Last weekend I was so looking forward to being back on my feet and having a normal week, and then I went and caught a cold. In the normal scheme of things, this mostly doesn’t happen – I just don’t really get coughs and colds and stuff – and if it does, I take massive doses of Vitamin C and zinc for a couple of days and I’m fine again. Unfortunately, pretending things are ‘normal’ between chemo treatments comes a cropper when one’s immune system is non-existent, and the ‘cold’ was actually an infection somewhere, and my temperature shot up on Monday night.

I have this little card in my wallet that says if I have just one temperature reading of 38 degrees (which to be honest I wouldn’t normally even register, much less fret about) I have to go straight to A&E and show them the card with all the details of my treatment regime and be kept away from ill people and have various tests and antibiotics. So reluctantly, grumbling, I took myself up to the hospital on Monday after putting the kiddies to bed. And didn’t see them again until Thursday afternoon.

My white blood cell count was apparently lower when I went into hospital than it had been on Day 8 after the chemo, when it’s meant to be at its lowest. This meant I was neutropenic – I basically had no immune system, already had an infection brewing somewhere, and had no means of fighting it off. So rather than sending me home with a pack of penicillin, I was admitted and put on an antibiotic drip. I was very, very grateful to my lovely friend E for coming up to the hospital after DH called her, and staying with me till 1am, when they finally decided to get the intravenous stuff going. I got to a ward at 4am, and was put in a side room to keep me in isolation as I was at risk from every tiny bug.

On Tuesday I was pumped full of more drugs, and everyone in oncology trooped down to have a look and a poke. I rested. My sis brought Heat magazine. I was also given another injection of a drug (lenograstim) to get my bone marrow to produce more white blood cells as a matter of urgency. Ditto Wednesday. My mummy came over. I rested. It snowed. Then on Wednesday afternoon my gorgeous research nurse Celia popped over to tell me the very good news that my army of white cells had made a heroic recovery and I could go onto oral anti-b’s and home on Thursday. Hurrah!

Unfortunately, there was something of a communications breakdown between the ward and oncology on Wednesday night which meant the ward team insisted on carrying on with an unnecessary penicillin drip at 2am (FFS!). I had to get a bit stroppy to ensure I could go home on Thursday. I was missing the kiddies terribly and was bored shitless. (My dear friend S , who is rather fond of her sofa, has promised to show me ‘the way of doing nothing’ as I am crap at it and she is a guru). I eventually had to threaten to discharge myself at 1pm after being ignored for most of the morning, upon which a discharge letter and medication magically appeared.

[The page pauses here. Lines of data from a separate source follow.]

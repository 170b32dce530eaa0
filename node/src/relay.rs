//! # Outbound Relay
//!
//! Devnet implementation of the vault's outbound call seam. Executed
//! transactions leave the vault through a [`covault_core::invoke::Invoker`];
//! on devnet the relay logs each call and acknowledges it so full lifecycles
//! can be exercised without external infrastructure.
//!
//! In production this module is replaced by the settlement bridge client.

use covault_core::invoke::{InvokeError, Invoker, OutboundCall};

/// Devnet relay: acknowledges every outbound call, or rejects every call
/// when configured to, which exercises the vault's rollback path.
#[derive(Debug)]
pub struct DevRelay {
    network: String,
    reject_all: bool,
    delivered: u64,
}

impl DevRelay {
    /// Create a relay for the named network.
    pub fn new(network: impl Into<String>, reject_all: bool) -> Self {
        Self {
            network: network.into(),
            reject_all,
            delivered: 0,
        }
    }

    /// Number of calls delivered since startup.
    pub fn delivered(&self) -> u64 {
        self.delivered
    }
}

impl Invoker for DevRelay {
    fn invoke(&mut self, call: &OutboundCall<'_>) -> Result<(), InvokeError> {
        if self.reject_all {
            return Err(InvokeError::new(format!(
                "relay on {} is configured to reject all outbound calls",
                self.network
            )));
        }

        self.delivered += 1;
        tracing::info!(
            to = %call.target,
            value = call.value,
            payload_len = call.payload.len(),
            network = %self.network,
            "outbound call delivered"
        );
        Ok(())
    }
}
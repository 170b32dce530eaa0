// Copyright (c) 2026 ALAS Technology. MIT License.
// See LICENSE for details.

//! # Covault — Core Library
//!
//! Covault is a quorum-gated authorization vault: a fixed set of owners
//! jointly controls the ability to move value and invoke external services.
//! No single key can act alone -- every outbound call needs M-of-N explicit
//! confirmations, and every state change leaves an audit record.
//!
//! The heart of the crate is the transaction lifecycle: an owner proposes an
//! outbound call, the other owners confirm (or change their minds and
//! revoke), and once the confirmation count reaches the configured threshold
//! any owner can trigger execution. Execution follows
//! checks-effects-interactions ordering: the transaction is marked executed
//! and the value debited *before* the external call runs, so nothing the
//! callee does can replay the spend.
//!
//! ## Architecture
//!
//! - **address** -- 32-byte owner/target identities, hex at every boundary.
//! - **registry** -- the immutable owner set and quorum threshold.
//! - **transaction** -- proposed outbound calls and their derived status.
//! - **store** -- the append-only transaction log and confirmation records.
//! - **audit** -- sequence-numbered history of every successful operation.
//! - **invoke** -- the pluggable seam where outbound calls leave the vault.
//! - **wallet** -- the aggregate that ties it all together.
//!
//! ## Design Philosophy
//!
//! 1. Guard clauses first, mutation after. A failed operation leaves state
//!    byte-identical to before the call.
//! 2. All monetary operations check for overflow -- wrapping arithmetic and
//!    money do not mix.
//! 3. Confirmation counts are never free-floating: they move in lockstep
//!    with the per-owner records, through one mutation path.
//! 4. Every public type is serializable (serde) so embedders can snapshot
//!    the vault however they like.

pub mod address;
pub mod audit;
pub mod invoke;
pub mod registry;
pub mod store;
pub mod transaction;
pub mod wallet;

/// Crate version, re-exported for embedders that report it (e.g. the node's
/// `version` subcommand).
pub const VERSION: &str = env!("CARGO_PKG_VERSION");
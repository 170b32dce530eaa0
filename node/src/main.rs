// Copyright (c) 2026 ALAS Technology. MIT License.
// See LICENSE for details.

//! # Covault Node
//!
//! Entry point for the `covault-node` binary. Parses CLI arguments,
//! initializes logging and metrics, builds the vault from its configuration,
//! and serves the REST/WS API.
//!
//! The binary supports four subcommands:
//!
//! - `run`     -- start the vault node
//! - `init`    -- generate owner identities and a starter configuration
//! - `status`  -- query a running node's status endpoint
//! - `version` -- print build version information

mod api;
mod cli;
mod config;
mod logging;
mod metrics;
mod relay;

use anyhow::{Context, Result};
use clap::Parser;
use std::sync::Arc;
use tokio::signal;
use tokio::sync::{broadcast, Mutex, RwLock};

use covault_core::address::Address;
use covault_core::registry::OwnerRegistry;
use covault_core::wallet::Wallet;

use cli::{Commands, CovaultNodeCli};
use config::NodeConfig;
use logging::LogFormat;
use metrics::NodeMetrics;
use relay::DevRelay;

/// Broadcast channel capacity for live audit streaming.
/// 256 is large enough to absorb short bursts without dropping entries
/// for connected WebSocket clients.
const EVENT_CHANNEL_CAPACITY: usize = 256;

#[tokio::main]
async fn main() -> Result<()> {
    let cli = CovaultNodeCli::parse();

    match cli.command {
        Commands::Run(args) => run_node(args).await,
        Commands::Init(args) => init_node(args),
        Commands::Status(args) => query_status(args).await,
        Commands::Version => {
            print_version();
            Ok(())
        }
    }
}

/// Starts the full vault node: REST/WS API server and metrics endpoint.
async fn run_node(args: cli::RunArgs) -> Result<()> {
    // --- Configuration ---
    let default_path = std::path::Path::new("covault.toml");
    let mut config = match &args.config {
        Some(path) => NodeConfig::from_toml_file(path)?,
        None if default_path.exists() => NodeConfig::from_toml_file(default_path)?,
        None => NodeConfig::default(),
    };
    if let Some(port) = args.rpc_port {
        config.rpc_port = port;
    }
    if let Some(port) = args.metrics_port {
        config.metrics_port = port;
    }

    logging::init_logging(
        &format!(
            "covault_node={0},covault_core={0},tower_http=debug",
            config.log_level
        ),
        LogFormat::from_str_lossy(&config.log_format),
    );

    tracing::info!(
        rpc_port = config.rpc_port,
        metrics_port = config.metrics_port,
        network = %config.network,
        "starting covault-node"
    );

    // --- Owner registry ---
    let registry = config
        .registry()
        .context("owner registry rejected; run `covault-node init` to scaffold a configuration")?;
    tracing::info!(
        owners = registry.owners().len(),
        threshold = registry.threshold(),
        "owner registry loaded"
    );

    // --- Event broadcast ---
    let (event_tx, _) = broadcast::channel(EVENT_CHANNEL_CAPACITY);

    // --- Vault ---
    // Every committed operation fans out to WebSocket subscribers through
    // the broadcast channel. A send fails only when nobody is connected.
    let mut wallet = Wallet::new(registry);
    let bridge = event_tx.clone();
    wallet.subscribe(Box::new(move |entry| {
        let _ = bridge.send(entry.clone());
    }));
    let wallet = Arc::new(RwLock::new(wallet));

    // --- Outbound relay ---
    let relay = Arc::new(Mutex::new(DevRelay::new(
        config.network.clone(),
        config.relay_reject_all,
    )));
    if config.relay_reject_all {
        tracing::warn!("relay_reject_all is set; every execution will roll back");
    }

    // --- Metrics ---
    let node_metrics = Arc::new(NodeMetrics::new());

    // --- Application state ---
    let app_state = api::AppState {
        version: format!(
            "{} (core {})",
            env!("CARGO_PKG_VERSION"),
            covault_core::VERSION,
        ),
        network: config.network.clone(),
        wallet,
        relay,
        event_tx: event_tx.clone(),
        metrics: Arc::clone(&node_metrics),
    };

    // --- API server ---
    let api_router = api::create_router(app_state);
    let api_addr = format!("0.0.0.0:{}", config.rpc_port);
    let api_listener = tokio::net::TcpListener::bind(&api_addr)
        .await
        .with_context(|| format!("failed to bind RPC listener on {}", api_addr))?;
    tracing::info!("RPC/API server listening on {}", api_addr);

    // --- Metrics server ---
    let metrics_router = axum::Router::new()
        .route("/metrics", axum::routing::get(metrics::metrics_handler))
        .with_state(Arc::clone(&node_metrics));
    let metrics_addr = format!("0.0.0.0:{}", config.metrics_port);
    let metrics_listener = tokio::net::TcpListener::bind(&metrics_addr)
        .await
        .with_context(|| format!("failed to bind metrics listener on {}", metrics_addr))?;
    tracing::info!("Metrics server listening on {}", metrics_addr);

    // --- Serve ---
    tokio::select! {
        res = axum::serve(api_listener, api_router) => {
            if let Err(e) = res {
                tracing::error!("API server error: {}", e);
            }
        }
        res = axum::serve(metrics_listener, metrics_router) => {
            if let Err(e) = res {
                tracing::error!("Metrics server error: {}", e);
            }
        }
        _ = shutdown_signal() => {
            tracing::info!("shutdown signal received, draining connections");
        }
    }

    tracing::info!("covault-node stopped");
    Ok(())
}

/// Initializes a new vault configuration with freshly generated owner
/// identities.
///
/// The generated identities are public addresses only; how owners hold
/// the matching keys is outside the node's scope.
fn init_node(args: cli::InitArgs) -> Result<()> {
    logging::init_logging("covault_node=info", LogFormat::Pretty);

    if args.config.exists() && !args.force {
        anyhow::bail!(
            "refusing to overwrite {}; pass --force to replace it",
            args.config.display()
        );
    }

    let owners: Vec<Address> = (0..args.owners)
        .map(|_| Address::from_bytes(rand::random()))
        .collect();

    // Validate before writing anything to disk.
    OwnerRegistry::new(owners.clone(), args.threshold).context("invalid owner configuration")?;

    let config = NodeConfig {
        network: args.network.clone(),
        owners: owners.iter().map(Address::to_hex).collect(),
        threshold: args.threshold,
        ..NodeConfig::default()
    };

    std::fs::write(&args.config, config.to_toml_string())
        .with_context(|| format!("failed to write {}", args.config.display()))?;

    tracing::info!(
        config = %args.config.display(),
        owners = owners.len(),
        threshold = args.threshold,
        "vault configuration written"
    );

    println!("Vault initialized successfully.");
    println!("  Config file : {}", args.config.display());
    println!("  Network     : {}", args.network);
    println!("  Threshold   : {} of {}", args.threshold, owners.len());
    println!("  Owners      :");
    for owner in &owners {
        println!("    {owner}");
    }

    Ok(())
}

/// Queries a running node's status endpoint and prints the result.
async fn query_status(args: cli::StatusArgs) -> Result<()> {
    let body = fetch_status(&args.addr).await?;
    println!("{}", body);
    Ok(())
}

/// Minimal HTTP GET against the node's `/status` route, using a raw TCP
/// stream so a single request does not pull in an HTTP client dependency.
async fn fetch_status(addr: &str) -> Result<String> {
    use tokio::io::{AsyncReadExt, AsyncWriteExt};

    let mut stream = tokio::net::TcpStream::connect(addr)
        .await
        .with_context(|| format!("failed to connect to {}", addr))?;

    let request = format!(
        "GET /status HTTP/1.1\r\nHost: {}\r\nConnection: close\r\n\r\n",
        addr,
    );
    stream.write_all(request.as_bytes()).await?;
    stream.shutdown().await?;

    let mut buf = Vec::new();
    stream.read_to_end(&mut buf).await?;
    let response = String::from_utf8_lossy(&buf);

    // Everything after the first blank line is the body.
    let body = response
        .split_once("\r\n\r\n")
        .map(|(_, b)| b.to_string())
        .unwrap_or_else(|| response.to_string());

    Ok(body)
}

/// Prints version information to stdout.
fn print_version() {
    println!("covault-node {}", env!("CARGO_PKG_VERSION"));
    println!("core         {}", covault_core::VERSION);
    println!("rustc        {}", rustc_version());
}

/// Returns the Rust compiler version used to build this binary.
fn rustc_version() -> &'static str {
    option_env!("RUSTC_VERSION").unwrap_or("unknown")
}

/// Waits for SIGINT (Ctrl+C) or SIGTERM, whichever comes first.
///
/// On non-Unix platforms, only Ctrl+C is supported.
async fn shutdown_signal() {
    let ctrl_c = async {
        signal::ctrl_c()
            .await
            .expect("failed to install Ctrl+C handler");
    };

    #[cfg(unix)]
    let terminate = async {
        signal::unix::signal(signal::unix::SignalKind::terminate())
            .expect("failed to install SIGTERM handler")
            .recv()
            .await;
    };

    #[cfg(not(unix))]
    let terminate = std::future::pending::<()>();

    tokio::select! {
        _ = ctrl_c => {}
        _ = terminate => {}
    }
}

DH did a brilliant job of looking after the kiddies and holding the fort at home with a bit of help from the wonderful grandparents. Since school was closed for three days, he’d also managed to buy a sledge and salopettes for the kids and take them sledging, which quite frankly I wouldn’t have bothered doing. He was knackered, though, and practically the moment I stepped in the door he went off for a lengthy nap. Still, at least now he knows he can do it – get the kids up, dressed, breakfasted, entertained, ferried around, fed and watered, bathed, bedded, all day, without me interfering. Which is as good for me, the control freak, to know as him, to be honest.

So, not a normal week after all. But lessons learned about being blase about the fragility of my immune system, and drugs adjusted for next time so that won’t happen again. There’s a Chinese curse, isn’t there, ‘may you live in interesting times,’ which seemed apt this week. I have never been so grateful for the many small miracles in a normal day, from normal health and normal routine to normal client work, normal weather, and even normal tastebuds (they are back! Wine tastes good again! Although randomly everything has an aftertaste of lemon juice.) And THIS week, starting tomorrow, will be normal.